## REQUIRED ACTION
For the material that follows, work out how many lines hold the word "CUSTOMERS" and answer only with the number.

## RECORDS FOR THIS EXERCISE
==========

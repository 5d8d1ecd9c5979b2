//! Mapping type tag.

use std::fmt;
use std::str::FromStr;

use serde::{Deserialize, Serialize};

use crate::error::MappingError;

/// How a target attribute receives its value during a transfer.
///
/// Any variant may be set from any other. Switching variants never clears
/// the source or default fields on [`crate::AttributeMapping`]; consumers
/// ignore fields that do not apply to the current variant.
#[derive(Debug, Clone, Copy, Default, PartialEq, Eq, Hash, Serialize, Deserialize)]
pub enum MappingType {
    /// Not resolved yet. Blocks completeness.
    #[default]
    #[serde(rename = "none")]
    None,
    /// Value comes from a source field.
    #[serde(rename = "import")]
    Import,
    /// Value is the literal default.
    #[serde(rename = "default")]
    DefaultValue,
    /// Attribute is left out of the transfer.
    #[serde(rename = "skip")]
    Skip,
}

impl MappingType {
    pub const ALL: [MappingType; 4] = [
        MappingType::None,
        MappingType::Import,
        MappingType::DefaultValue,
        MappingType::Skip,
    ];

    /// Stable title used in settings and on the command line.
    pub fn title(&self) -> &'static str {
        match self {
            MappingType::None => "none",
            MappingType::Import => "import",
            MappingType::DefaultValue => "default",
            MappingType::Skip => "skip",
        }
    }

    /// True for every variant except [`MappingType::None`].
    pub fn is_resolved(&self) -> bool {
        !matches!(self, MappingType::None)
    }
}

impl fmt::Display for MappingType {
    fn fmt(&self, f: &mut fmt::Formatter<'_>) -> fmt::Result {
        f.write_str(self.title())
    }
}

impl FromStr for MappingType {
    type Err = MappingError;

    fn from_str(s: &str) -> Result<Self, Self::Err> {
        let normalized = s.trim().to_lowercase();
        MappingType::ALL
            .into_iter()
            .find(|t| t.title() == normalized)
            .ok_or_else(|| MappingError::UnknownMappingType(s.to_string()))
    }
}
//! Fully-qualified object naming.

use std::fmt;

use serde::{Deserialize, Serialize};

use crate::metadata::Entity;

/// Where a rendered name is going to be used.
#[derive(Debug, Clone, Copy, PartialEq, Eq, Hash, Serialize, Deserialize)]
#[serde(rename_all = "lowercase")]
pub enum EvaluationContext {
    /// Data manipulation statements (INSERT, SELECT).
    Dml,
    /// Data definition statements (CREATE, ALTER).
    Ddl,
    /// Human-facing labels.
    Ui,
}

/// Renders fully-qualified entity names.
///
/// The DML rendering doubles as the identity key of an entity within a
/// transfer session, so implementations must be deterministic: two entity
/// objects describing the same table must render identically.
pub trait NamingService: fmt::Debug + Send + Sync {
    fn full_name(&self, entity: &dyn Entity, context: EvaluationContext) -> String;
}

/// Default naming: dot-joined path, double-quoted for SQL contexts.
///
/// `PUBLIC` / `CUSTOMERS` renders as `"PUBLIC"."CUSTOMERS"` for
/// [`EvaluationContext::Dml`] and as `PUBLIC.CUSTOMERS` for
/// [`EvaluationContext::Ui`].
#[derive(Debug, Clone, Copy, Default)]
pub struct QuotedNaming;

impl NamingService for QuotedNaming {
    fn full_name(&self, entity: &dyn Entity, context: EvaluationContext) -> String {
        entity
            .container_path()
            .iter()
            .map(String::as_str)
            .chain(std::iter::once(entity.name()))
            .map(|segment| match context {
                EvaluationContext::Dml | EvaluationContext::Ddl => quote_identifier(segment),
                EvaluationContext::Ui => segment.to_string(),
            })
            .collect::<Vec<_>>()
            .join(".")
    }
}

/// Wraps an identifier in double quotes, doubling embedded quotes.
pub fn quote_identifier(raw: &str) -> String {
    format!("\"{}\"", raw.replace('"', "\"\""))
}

==========

## WRITTEN RESPONSE
2